1

Can anyone help me return the correct value from a bash script function?

Here's my function that should return first (and only) line of the file passed as an argument:

LOG_FILE_CREATION_TIME()
{
    return_value=`awk 'NR==1' $1`
    return return_value
}

And here's my call of that function in the other script:

LOG_FILE_CREATION_TIME "logfile"
timestamp=$?
echo "Timestamp = $timestamp"

I always get some random values with this code. If, for example, there's a value of 62772031 in the "logfile", I get

Timestamp = 255

as an output. For some other values in the file, I get other random values as a return value, never the correct one.

Any ideas?

0

3 Answers 3

7

Shell functions work like commands. They can only return errorlevel values (integers).
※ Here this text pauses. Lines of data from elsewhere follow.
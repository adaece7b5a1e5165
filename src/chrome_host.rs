//! Headless Chrome page host
//!
//! Drives a single Chrome page over the DevTools protocol. Lifecycle events and
//! JavaScript dialogs are forwarded into the session's [`EventSink`] by
//! listener tasks spawned at launch; rendering primitives map onto
//! `Page.captureScreenshot`, `Page.printToPDF` and `Runtime.evaluate`.

use crate::config::{create_browser_config, BrowserProfile};
use crate::encode::paginate_postscript;
use crate::page_host::EventSink;
use crate::scripts::{
    script_object_script, user_style_script, zoom_script, CONTENT_SIZE_SCRIPT,
    INNER_TEXT_SCRIPT, LAYOUT_DUMP_SCRIPT,
};
use crate::{
    CaptureConfig, CaptureError, PageEvent, PageHost, PageRequest, PrintFormat, PrintSurface,
    RenderSurface, Viewport,
};
use async_trait::async_trait;
use base64::engine::general_purpose::STANDARD as BASE64;
use base64::Engine;
use chromiumoxide::browser::Browser;
use chromiumoxide::cdp::browser_protocol::emulation::{
    SetDeviceMetricsOverrideParams, SetScriptExecutionDisabledParams,
};
use chromiumoxide::cdp::browser_protocol::fetch::{
    ContinueRequestParams, EnableParams as FetchEnableParams, EventRequestPaused,
    RequestPattern, RequestStage,
};
use chromiumoxide::cdp::browser_protocol::network::{
    Headers, ResourceType, SetExtraHttpHeadersParams, SetUserAgentOverrideParams,
};
use chromiumoxide::cdp::browser_protocol::page::{
    AddScriptToEvaluateOnNewDocumentParams, CaptureScreenshotFormat, DialogType,
    EventJavascriptDialogOpening, EventLifecycleEvent, HandleJavaScriptDialogParams,
    NavigateParams, PrintToPdfParams, SetLifecycleEventsEnabledParams,
};
use chromiumoxide::cdp::js_protocol::runtime::EventConsoleApiCalled;
use chromiumoxide::page::{Page, ScreenshotParams};
use futures::StreamExt;
use tokio::task::JoinHandle;
use tracing::{debug, error, info, warn};

/// Lifecycle names that mean the first layout has produced content.
const INITIAL_LAYOUT_EVENTS: [&str; 3] = ["DOMContentLoaded", "firstPaint", "firstContentfulPaint"];

/// Translates `Page.lifecycleEvent` names into [`PageEvent`]s.
///
/// Events arriving before the first `init` belong to `about:blank` and are
/// dropped. Each navigation reports at most one initial layout.
#[derive(Debug, Default)]
pub struct LifecycleMapper {
    navigating: bool,
    saw_layout: bool,
}

impl LifecycleMapper {
    pub fn on_event(&mut self, main_frame: bool, name: &str) -> Option<PageEvent> {
        if !main_frame {
            return None;
        }
        if name == "init" {
            self.navigating = true;
            self.saw_layout = false;
            return None;
        }
        if !self.navigating {
            return None;
        }
        if INITIAL_LAYOUT_EVENTS.contains(&name) {
            if self.saw_layout {
                return None;
            }
            self.saw_layout = true;
            return Some(PageEvent::InitialLayoutCompleted);
        }
        (name == "load").then_some(PageEvent::LoadFinished { ok: true })
    }
}

/// Events reported when navigation fails before any lifecycle event could.
pub fn navigation_failed_events() -> [PageEvent; 2] {
    [
        PageEvent::InitialLayoutCompleted,
        PageEvent::LoadFinished { ok: false },
    ]
}

pub struct ChromePageHost {
    browser: Browser,
    handler: JoinHandle<()>,
    page: Page,
    profile: Option<BrowserProfile>,
    sink: EventSink,
    listeners: Vec<JoinHandle<()>>,
    print_alerts: bool,
}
To get strings you can either set a global variable, or print/echo the value and then have the caller use the command substitution (like back-ticks).

This works:

#!/bin/bash

LOG_FILE_CREATION_TIME()
{
    return_value=`awk 'NR==1' $1`
    echo $return_value
}

timestamp=$(LOG_FILE_CREATION_TIME $1)

echo $timestamp

Unrelated, but BTW in Python:

#!/usr/bin/python2

import sys
print open(sys.argv[1]).readline()

;-)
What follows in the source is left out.